The article basically says that Passer Rating Differential (the difference between your QB’s passer rating and your defense’s) is the most important stat in football and that if you have a good one, you’re going to be good, and if not, you’re not. While I tend to look at the argument through the other side of the mirror (“if you are a good team, you’ll have a good PRD, and if you’re not, you won’t), I was still able to take some interesting things out of the story.
Byrne tells us that 40 of the past 71 NFL champions (56%) finished either first or second in PRD, which makes sense. In addition, the team with the best PRD in 2010 was the Packers (who won the Super Bowl) and the team with the worst, Carolina, finished 2-14 and had the #1 pick in the draft.

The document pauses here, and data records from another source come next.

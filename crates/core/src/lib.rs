pub use clock::{ClockSource, ManualClock, NullClock};
pub use engine::cue_engine::{CueEngine, CLOCK_EPSILON_SECS};
pub use engine::runner::CueRunner;
pub use intro::{run_intro_animations, ANIM_ITEM_ATTR, ANIM_PRESET_ATTR, INTRO_PRESET_ATTR};
pub use loader::{load_cue_sheet, sheet_candidates, FsSheetSource, SheetSource};
pub use preset::preset::{fallback_phase, PhaseKind, Preset, PresetPhase};
pub use preset::preset_library::PresetLibrary;
pub use resolve::{escape_attr_value, resolve_targets, ANIM_KEY_ATTR};
pub use runtime::{start_slide, SlideStart, SLIDE_ID_ATTR, VO_CUES_ATTR};
pub use settings::{PlayerSettings, SettingsError, SettingsFile, SettingsManager};
pub use sheet::cue::{Cue, CueAction, CueSheet, TargetRef, Timing};
pub use sheet::normalizer::{normalize_cue, normalize_sheet};
pub use studio::{normalize_cue_action, CueStudio, StudioCue};
pub use style::applicator::{
    apply_static_vars, StaticApplicator, StyleApplicator, TweenApplicator, TweenEngine,
};
pub use style::vars::{StyleValue, StyleVars};

mod clock;
mod engine;
mod intro;
mod loader;
mod preset;
mod resolve;
mod runtime;
mod settings;
mod sheet;
mod studio;
mod style;
use std::collections::HashSet;
use std::time::Instant;

use segue_stage::{ElementId, Stage};

use crate::clock::ClockSource;
use crate::preset::preset::PhaseKind;
use crate::preset::preset_library::PresetLibrary;
use crate::resolve::resolve_targets;
use crate::sheet::cue::{CueAction, CueSheet};
use crate::style::applicator::StyleApplicator;

/// Tolerance for clock comparisons. Forgives float/polling jitter when
/// firing cues, and doubles as the rewind guard band: only a jump of more
/// than this counts as a seek backwards.
pub const CLOCK_EPSILON_SECS: f64 = 0.02;

struct TrackedNode {
    id: ElementId,
    /// The element's inline style exactly as it was at first encounter.
    /// `None` means the element carried no style attribute.
    base_style: Option<String>,
}

/// The per-slide clock loop: binds cue targets once, snapshots every node
/// it will touch, then applies due cues in order on each tick, replaying
/// from zero whenever the externally-owned clock jumps backwards.
///
/// There is no paused state; a clock that stops advancing simply produces
/// ticks that do nothing. Scheduling is the caller's concern: embedders
/// call [`CueEngine::tick`] from their frame callback, or hand the engine
/// to a [`crate::CueRunner`].
pub struct CueEngine {
    sheet: CueSheet,
    root: ElementId,
    presets: PresetLibrary,
    applicator: Box<dyn StyleApplicator>,
    /// Resolved element sets, parallel to `sheet.cues`.
    bindings: Vec<Vec<ElementId>>,
    nodes: Vec<TrackedNode>,
    tracked: HashSet<ElementId>,
    next_cue: usize,
    last_clock_sec: f64,
    local_start: Instant,
}

impl CueEngine {
    /// Arm an engine for one slide: resolve every cue's targets, snapshot
    /// their pristine inline styles, apply initial states and replay to
    /// time zero.
    ///
    /// Declines when the sheet has no cues or no cue resolves any element,
    /// handing the applicator back for the caller's fallback path.
    pub fn start(
        stage: &mut Stage,
        root: ElementId,
        sheet: CueSheet,
        presets: PresetLibrary,
        applicator: Box<dyn StyleApplicator>,
    ) -> Result<CueEngine, Box<dyn StyleApplicator>> {
        if sheet.cues.is_empty() {
            log::debug!("cue sheet has no cues; declining to start");
            return Err(applicator);
        }

        let mut engine = CueEngine {
            sheet,
            root,
            presets,
            applicator,
            bindings: Vec::new(),
            nodes: Vec::new(),
            tracked: HashSet::new(),
            next_cue: 0,
            last_clock_sec: 0.0,
            local_start: Instant::now(),
        };

        engine.bind_targets(stage);
        if engine.nodes.is_empty() {
            log::debug!("cue sheet matched no elements; declining to start");
            return Err(engine.applicator);
        }

        engine.reset_to(stage, 0.0);
        log::info!(
            "cue engine armed: {} cues across {} nodes",
            engine.sheet.cues.len(),
            engine.nodes.len()
        );
        Ok(engine)
    }

    /// Advance the engine once. Reads the clock, detects forward progress
    /// vs. a backward jump, and applies exactly the cues that became due.
    pub fn tick(&mut self, stage: &mut Stage, clock: &dyn ClockSource) {
        let mut now = self.clock_time(clock);
        if !now.is_finite() || now < 0.0 {
            now = 0.0;
        }

        if now + CLOCK_EPSILON_SECS < self.last_clock_sec {
            log::debug!(
                "clock rewound {:.3}s -> {:.3}s, replaying",
                self.last_clock_sec,
                now
            );
            self.reset_to(stage, now);
        } else {
            self.process_until(stage, now);
        }
    }

    /// Full reset: restore every tracked node to its pristine inline style,
    /// re-apply initial states, rewind the cue index, then replay forward
    /// to `seek_to_secs`.
    pub fn reset_to(&mut self, stage: &mut Stage, seek_to_secs: f64) {
        self.restore_node_styles(stage);
        self.apply_initial_states(stage);
        self.next_cue = 0;
        self.last_clock_sec = 0.0;
        self.process_until(stage, seek_to_secs);
    }

    pub fn next_cue_index(&self) -> usize {
        self.next_cue
    }

    pub fn last_clock_sec(&self) -> f64 {
        self.last_clock_sec
    }

    pub fn sheet(&self) -> &CueSheet {
        &self.sheet
    }

    pub fn root(&self) -> ElementId {
        self.root
    }

    /// Elements the engine has captured and therefore owns the styles of.
    pub fn tracked_nodes(&self) -> Vec<ElementId> {
        self.nodes.iter().map(|n| n.id).collect()
    }

    fn clock_time(&self, clock: &dyn ClockSource) -> f64 {
        if self.sheet.follow_voiceover {
            if let Some(t) = clock.current_time_secs() {
                if t.is_finite() && t >= 0.0 {
                    return t;
                }
            }
        }
        self.local_start.elapsed().as_secs_f64()
    }

    /// Resolution happens here and nowhere else: once at activation.
    /// Targets are assumed stable for the life of one slide instance.
    fn bind_targets(&mut self, stage: &Stage) {
        self.bindings = self
            .sheet
            .cues
            .iter()
            .map(|cue| resolve_targets(stage, self.root, cue))
            .collect();

        for binding in &self.bindings {
            for &id in binding {
                if self.tracked.insert(id) {
                    self.nodes.push(TrackedNode {
                        id,
                        base_style: stage.element(id).style_text(),
                    });
                }
            }
        }
    }

    fn restore_node_styles(&self, stage: &mut Stage) {
        for node in &self.nodes {
            stage
                .element_mut(node.id)
                .set_style_text(node.base_style.as_deref());
        }
    }

    /// Put every element into its first `in` cue's `from` state so nothing
    /// flashes fully-styled before its entrance fires.
    fn apply_initial_states(&mut self, stage: &mut Stage) {
        let mut assigned: HashSet<ElementId> = HashSet::new();
        let mut initial: Vec<(ElementId, usize)> = Vec::new();
        for (index, cue) in self.sheet.cues.iter().enumerate() {
            if !matches!(cue.action, CueAction::In { .. }) {
                continue;
            }
            for &id in &self.bindings[index] {
                if assigned.insert(id) {
                    initial.push((id, index));
                }
            }
        }

        for (id, index) in initial {
            let from = match &self.sheet.cues[index].action {
                CueAction::In { preset, from, .. } => {
                    let phase = self
                        .presets
                        .phase(preset.as_deref().unwrap_or(""), PhaseKind::In);
                    match from {
                        Some(overrides) => phase.from.merged_with(overrides),
                        None => phase.from,
                    }
                }
                _ => continue,
            };
            self.applicator.set(stage, &[id], &from);
        }
    }

    fn process_until(&mut self, stage: &mut Stage, clock_time_sec: f64) {
        while self.next_cue < self.sheet.cues.len()
            && self.sheet.cues[self.next_cue].at <= clock_time_sec + CLOCK_EPSILON_SECS
        {
            self.apply_cue(stage, self.next_cue);
            self.next_cue += 1;
        }
        self.last_clock_sec = clock_time_sec;
    }

    fn apply_cue(&mut self, stage: &mut Stage, index: usize) {
        if self.bindings[index].is_empty() {
            return;
        }

        match &self.sheet.cues[index].action {
            CueAction::ClassAdd { class_name } => {
                if let Some(class_name) = class_name {
                    for &id in &self.bindings[index] {
                        stage.element_mut(id).add_class(class_name);
                    }
                }
            }
            CueAction::ClassRemove { class_name } => {
                if let Some(class_name) = class_name {
                    for &id in &self.bindings[index] {
                        stage.element_mut(id).remove_class(class_name);
                    }
                }
            }
            CueAction::Set { vars } => {
                if let Some(vars) = vars.clone() {
                    self.applicator.set(stage, &self.bindings[index], &vars);
                }
            }
            CueAction::Out { preset, to, timing } => {
                let phase = self
                    .presets
                    .phase(preset.as_deref().unwrap_or(""), PhaseKind::Out);
                let mut vars = phase.to;
                if let Some(overrides) = to {
                    vars = vars.merged_with(overrides);
                }
                let vars = timing.overlay_onto(vars);
                self.applicator
                    .animate_out(stage, &self.bindings[index], &vars);
            }
            CueAction::In {
                preset,
                from,
                to,
                timing,
            } => {
                let phase = self
                    .presets
                    .phase(preset.as_deref().unwrap_or(""), PhaseKind::In);
                let from_vars = match from {
                    Some(overrides) => phase.from.merged_with(overrides),
                    None => phase.from,
                };
                let mut to_vars = phase.to;
                if let Some(overrides) = to {
                    to_vars = to_vars.merged_with(overrides);
                }
                let to_vars = timing.overlay_onto(to_vars);
                self.applicator
                    .animate_in(stage, &self.bindings[index], &from_vars, &to_vars);
            }
        }
    }
}
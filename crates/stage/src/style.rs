/// An element's inline style declaration.
///
/// Property order is preserved so a snapshot taken from an element can be
/// restored to byte-identical css text later.
#[derive(Clone, Debug, Default, PartialEq)]
pub struct StyleDecl {
    props: Vec<(String, String)>,
}

impl StyleDecl {
    pub fn new() -> Self {
        Self::default()
    }

    /// Parse css text of the form `"opacity: 0; transform: scale(1)"`.
    /// Entries without a colon are skipped.
    pub fn parse(text: &str) -> Self {
        let mut decl = StyleDecl::new();
        for chunk in text.split(';') {
            let chunk = chunk.trim();
            if chunk.is_empty() {
                continue;
            }
            if let Some(colon) = chunk.find(':') {
                let name = chunk[..colon].trim();
                let value = chunk[colon + 1..].trim();
                if !name.is_empty() {
                    decl.set(name, value);
                }
            }
        }
        decl
    }

    pub fn get(&self, name: &str) -> Option<&str> {
        self.props
            .iter()
            .find(|(n, _)| n == name)
            .map(|(_, v)| v.as_str())
    }

    /// Set a property, replacing an existing entry in place so property
    /// order stays stable across repeated writes.
    pub fn set(&mut self, name: &str, value: impl Into<String>) {
        let value = value.into();
        if let Some(entry) = self.props.iter_mut().find(|(n, _)| n == name) {
            entry.1 = value;
        } else {
            self.props.push((name.to_string(), value));
        }
    }

    pub fn remove(&mut self, name: &str) -> bool {
        let len_before = self.props.len();
        self.props.retain(|(n, _)| n != name);
        self.props.len() < len_before
    }

    pub fn is_empty(&self) -> bool {
        self.props.is_empty()
    }

    pub fn iter(&self) -> impl Iterator<Item = (&str, &str)> {
        self.props.iter().map(|(n, v)| (n.as_str(), v.as_str()))
    }

    pub fn to_css_text(&self) -> String {
        self.props
            .iter()
            .map(|(n, v)| format!("{}: {}", n, v))
            .collect::<Vec<_>>()
            .join("; ")
    }
}

#[cfg(test)]
mod tests {
    use super::*;

    #[test]
    fn test_parse_and_serialize() {
        let decl = StyleDecl::parse("opacity: 0; transform: translateY(16px)");
        assert_eq!(decl.get("opacity"), Some("0"));
        assert_eq!(decl.get("transform"), Some("translateY(16px)"));
        assert_eq!(decl.to_css_text(), "opacity: 0; transform: translateY(16px)");
    }

    #[test]
    fn test_set_replaces_in_place() {
        let mut decl = StyleDecl::parse("opacity: 0; color: red");
        decl.set("opacity", "1");
        assert_eq!(decl.to_css_text(), "opacity: 1; color: red");
    }

    #[test]
    fn test_parse_skips_malformed_chunks() {
        let decl = StyleDecl::parse("opacity 0; ; color: blue;");
        assert_eq!(decl.get("opacity"), None);
        assert_eq!(decl.get("color"), Some("blue"));
    }

    #[test]
    fn test_remove() {
        let mut decl = StyleDecl::parse("opacity: 0; color: red");
        assert!(decl.remove("opacity"));
        assert!(!decl.remove("opacity"));
        assert_eq!(decl.to_css_text(), "color: red");
    }
}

I decided I was interested in applying the stat to the Dolphins’ 2010 season and so I looked at Chad Henne’s passer rating (75.4) and the defense’s (85.0). The -9.6 PRD was pretty much middle-of-the-pack in the league, as the Dolphins 7-9 record would indicate.
I then went back and looked at the average offensive and defensive passer ratings for the last decade’s Super Bowl winners (2000 Ravens-2011 Packers) and something immediately stood out to me: Chad Henne was closer to the average passer rating of the last 11 Super Bowl winning quarterbacks than the Dolphins pass defense was to the last 11 Super Bowl winning pass defenses.
It’s true. Over the last decade, the average Super Bowl winning QB had a passer rating of 88.3 (12.9 points better than Henne) and those teams’ defenses had an average of 67.8 (17.2 better than the Dolphins’ defense last year).
So basically, Henne was closer to the “magic number” than the Dolphins’ pass “D” was and in fact, in the last decade, there were two times when the SB winning QB had a lower passer rating than Henne did in 2010 (’07 Giants & ’00 Ravens), but zero examples of a Super Bowl winning defense with a number as high as last season’s defensive passer rating.
I don’t think passer rating is the end-all, be-all stat, but this was definitely an interesting study. When I asked former Dolphins CB Sam Madison what he thought about all this, he brought up something many fans are fully aware of: missed opportunities by the defense in 2010. The Dolphins were tied for 28th in the NFL with just 11 interceptions last year and their leading interceptor, Jason Allen, was on the roster for only half the season.
The bottom line is this: Chad Henne has work to do, but the Dolphins’ “D” must take advantage of their opportunities in 2011 if they want to be considered an elite unit. I’m sure Tony Sparano, Davis, Smith, Henne, and everyone else would tell you that improvement is needed across the board. And that, more than anything, is the goal for this coming season.